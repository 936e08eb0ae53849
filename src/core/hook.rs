//! Output hook: a late-stage transform applied to every formatted line

use std::any::Any;
use std::panic::{catch_unwind, AssertUnwindSafe};
use std::sync::Arc;

/// Transform applied to each formatted line before it reaches the sink.
/// Its return value replaces the line verbatim.
///
/// # Example
///
/// ```
/// use rust_line_logger::OutputHook;
/// use std::sync::Arc;
///
/// let redact: OutputHook = Arc::new(|line: &str| line.replace("hunter2", "****"));
/// assert_eq!(redact("password=hunter2"), "password=****");
/// ```
pub type OutputHook = Arc<dyn Fn(&str) -> String + Send + Sync>;

/// Run `hook` over `line`, isolating panics.
///
/// Returns `None` if the hook panicked; the caller keeps the original line.
pub(crate) fn apply(hook: &OutputHook, line: &str) -> Option<String> {
    match catch_unwind(AssertUnwindSafe(|| hook(line))) {
        Ok(out) => Some(out),
        Err(panic_info) => {
            eprintln!(
                "[LOGGER CRITICAL] Output hook panicked: {}. Line emitted unmodified.",
                panic_message(panic_info.as_ref())
            );
            None
        }
    }
}

/// Text of a caught panic payload
pub(crate) fn panic_message(panic_info: &(dyn Any + Send)) -> String {
    if let Some(s) = panic_info.downcast_ref::<&str>() {
        s.to_string()
    } else if let Some(s) = panic_info.downcast_ref::<String>() {
        s.clone()
    } else {
        "Unknown panic".to_string()
    }
}

#[cfg(test)]
mod tests {
    use super::*;

    #[test]
    fn test_apply_replaces_line() {
        let hook: OutputHook = Arc::new(|line: &str| format!("<<{}>>", line));
        assert_eq!(apply(&hook, "x").as_deref(), Some("<<x>>"));
    }

    #[test]
    fn test_panicking_hook_is_isolated() {
        let hook: OutputHook = Arc::new(|_: &str| -> String { panic!("boom") });
        assert_eq!(apply(&hook, "x"), None);
    }
}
____________
**Assignment:** The records above should be transcribed in full, with no differences.

**Exercise output:**
repository 936e08eb0ae53849
filename src/core/hook.rs
//! Output hook: a late-stage transform applied to every formatted line

use std::any::Any;
use std::panic::{catch_unwind, AssertUnwindSafe};
use std::sync::Arc;

/// Transform applied to each formatted line before it reaches the sink.
/// Its return value replaces the line verbatim.
///
/// # Example
///
/// ```
/// use rust_line_logger::OutputHook;
/// use std::sync::Arc;
///
/// let redact: OutputHook = Arc::new(|line: &str| line.replace("hunter2", "****"));
/// assert_eq!(redact("password=hunter2"), "password=****");
/// ```
pub type OutputHook = Arc<dyn Fn(&str) -> String + Send + Sync>;

/// Run `hook` over `line`, isolating panics.
///
/// Returns `None` if the hook panicked; the caller keeps the original line.
pub(crate) fn apply(hook: &OutputHook, line: &str) -> Option<String> {
    match catch_unwind(AssertUnwindSafe(|| hook(line))) {
        Ok(out) => Some(out),
        Err(panic_info) => {
            eprintln!(
                "[LOGGER CRITICAL] Output hook panicked: {}. Line emitted unmodified.",
                panic_message(panic_info.as_ref())
            );
            None
        }
    }
}

/// Text of a caught panic payload
pub(crate) fn panic_message(panic_info: &(dyn Any + Send)) -> String {
    if let Some(s) = panic_info.downcast_ref::<&str>() {
        s.to_string()
    } else if let Some(s) = panic_info.downcast_ref::<String>() {
        s.clone()
    } else {
        "Unknown panic".to_string()
    }
}

#[cfg(test)]
mod tests {
    use super::*;

    #[test]
    fn test_apply_replaces_line() {
        let hook: OutputHook = Arc::new(|line: &str| format!("<<{}>>", line));
        assert_eq!(apply(&hook, "x").as_deref(), Some("<<x>>"));
    }

    #[test]
    fn test_panicking_hook_is_isolated() {
        let hook: OutputHook = Arc::new(|_: &str| -> String { panic!("boom") });
        assert_eq!(apply(&hook, "x"), None);
    }
}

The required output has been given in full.